Esta semana, concretamente el pasado 6 de febrero, se conmemoró el día Internacional de Tolerancia Cero contra la Mutilación Genital Femenina. Un concepto que viene a definir la realización de unas prácticas, sin criterios de salud o médico, que entraña dañar o modificar los órganos genitales femeninos. Más allá de consideraciones de otro tipo, es una práctica que constituye una violación de los derechos humanos fundamentales y una forma extrema de discriminación contra las mujeres; especialmente, contra las niñas. Según datos, proporcionados, por la ONU, doscientas millones de niñas siguen padeciendo esta agresión intolerable en todas partes del mundo.

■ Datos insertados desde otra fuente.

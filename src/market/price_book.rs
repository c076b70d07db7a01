use std::collections::HashMap;

use parking_lot::RwLock;

use crate::events::Tick;

/// Latest oracle tick per instrument. The feed task writes, the cadence loop
/// reads; each tick overwrites whatever came before it for that instrument.
#[derive(Debug, Default)]
pub struct PriceBook {
    latest: RwLock<HashMap<String, Tick>>,
}

impl PriceBook {
    pub fn new() -> Self {
        Self::default()
    }

    pub fn upsert(&self, tick: Tick) {
        self.latest.write().insert(tick.instrument.clone(), tick);
    }

    pub fn latest(&self, instrument: &str) -> Option<Tick> {
        self.latest.read().get(instrument).cloned()
    }

    /// Snapshot of the newest tick for every instrument seen so far.
    pub fn iter_latest(&self) -> Vec<Tick> {
        self.latest.read().values().cloned().collect()
    }
}

#[cfg(test)]
mod tests {
    use super::*;

    fn tick(instrument: &str, price: f64, timestamp_ms: i64) -> Tick {
        Tick {
            instrument: instrument.to_string(),
            price,
            confidence: 1.0,
            timestamp_ms,
        }
    }

    #[test]
    fn upsert_overwrites_previous_tick() {
        let book = PriceBook::new();
        book.upsert(tick("BTCUSD", 50_000.0, 1));
        book.upsert(tick("BTCUSD", 50_100.0, 2));

        let latest = book.latest("BTCUSD").unwrap();
        assert_eq!(latest.price, 50_100.0);
        assert_eq!(latest.timestamp_ms, 2);
    }

    #[test]
    fn missing_instrument_yields_none() {
        let book = PriceBook::new();

        assert!(book.latest("ETHUSD").is_none());
    }

    #[test]
    fn iter_latest_returns_one_entry_per_instrument() {
        let book = PriceBook::new();
        book.upsert(tick("BTCUSD", 50_000.0, 1));
        book.upsert(tick("ETHUSD", 3_000.0, 1));
        book.upsert(tick("BTCUSD", 50_050.0, 2));

        let mut latest = book.iter_latest();
        latest.sort_by(|a, b| a.instrument.cmp(&b.instrument));

        assert_eq!(latest.len(), 2);
        assert_eq!(latest[0].price, 50_050.0);
        assert_eq!(latest[1].price, 3_000.0);
    }
}
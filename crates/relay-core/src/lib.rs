//! # relay-core
//!
//! Connection registry, subscriptions and fan-out for the Relay pub/sub server.
//!
//! This crate provides the fundamental building blocks:
//!
//! - **Connection** - One live client socket and its subscriptions
//! - **Registry** - Insertion-ordered set of live connections
//! - **Hub** - Subscribe, unsubscribe and broadcast over the registry
//! - **Events** - `connect` / `disconnect` hooks for application code
//! - **Session** - The per-connection read/decode/dispatch loop
//!
//! ## Architecture
//!
//! ```text
//! ┌─────────────┐     ┌─────────────┐     ┌─────────────┐
//! │   Session   │────▶│     Hub     │────▶│  Registry   │
//! └─────────────┘     └─────────────┘     └─────────────┘
//!                            │
//!                            ▼
//!                     ┌─────────────┐
//!                     │   Events    │
//!                     └─────────────┘
//! ```

pub mod connection;
pub mod events;
pub mod hub;
pub mod registry;
pub mod session;

pub use connection::{ChannelId, Connection};
pub use events::{BoxError, EventDispatcher, EventError, Handler, CONNECT, DISCONNECT};
pub use hub::{Broadcast, BroadcastFailure, Hub, HubError, HubStats};
pub use registry::Registry;
pub use session::{run_session, ProtocolErrorCounts, SessionConfig, SessionSummary};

Todavía, hoy, algunas de ellas son víctimas de este acto ilegal en la misma Europa. La mutilación genital femenina está tipificada como delito en todos los estados miembros de la Unión Europea, en la mayoría de los cuales pueden también emprenderse acciones judiciales contra aquellas personas que saquen de la Unión Europea a las niñas para su mutilación. Aunque se reconocen que se dan en nuestros países en entornos secretos y de indefensión respecto a las niñas u adolescentes.

Es un hecho, y demostrado está que estas prácticas pueden perturbar gravemente numerosas funciones fisiológicas normales, además de aumentar la mortalidad materna e infantil y provocar traumas permanentes, así como daños físicos sobre las que debemos considerar víctimas. Hablamos de referencias en sociedades como la nuestra, respecto a este tipo de agresión a la integridad de las menores, pero no debiera ser excusa para minimizar un problema que entraña desde sí una lesión a unos derechos, así como al bienestar físico y mental de quienes sufren esta práctica intolerable.

Desde esos países, además de terceros, que, como en el caso de la Unión Europea, lo ha denunciado se requiere de un gran compromiso y de toda una pedagogía que trate de actuar como elemento de prevención y de erradicación de esta praxis. De hecho, en esta dirección la Unión Europea ha habilitado un fondo a Unicef para provocar este cambio en más de diecisiete países en los que esta práctica es habitual y entraña un reconocimiento hacia un hecho cultural, según se señala, aunque sea difícil de entender y desde luego de aceptar.

En este sentido sería interesante desde muchos otros conceptos de solidaridad con estas chicas el poner en marcha mecanismos de amparo y defensa en el ámbito internacional para considerar delitos de lesa humanidad. Porque la solidaridad con estar bien, como ejercicio de reflexión, debería conllevar el compromiso de países, personas e instituciones respecto a ofrecer todo tipo de asistencia, acompañamiento para que se sienten respaldadas en sus denuncias. Y más, teniendo en cuenta, a pesar de fiarlo largo, que dentro de la Agenda de 2030 para el desarrollo sostenible, unos de sus objetivos, el quinto, establece el objetivo de erradicar prácticas nocivas, que tienen la mutilación genital femenina en el punto de mira.

Resulta tan escandaloso como perverso la existencia de este tipo de agresiones a las chicas, adolescentes y mujeres, por el concepto de instrumentalización y de posesión que se hacen de las mismas, indagando en un hecho cultural que socava los más mínimos derechos fundamentales de estas personas.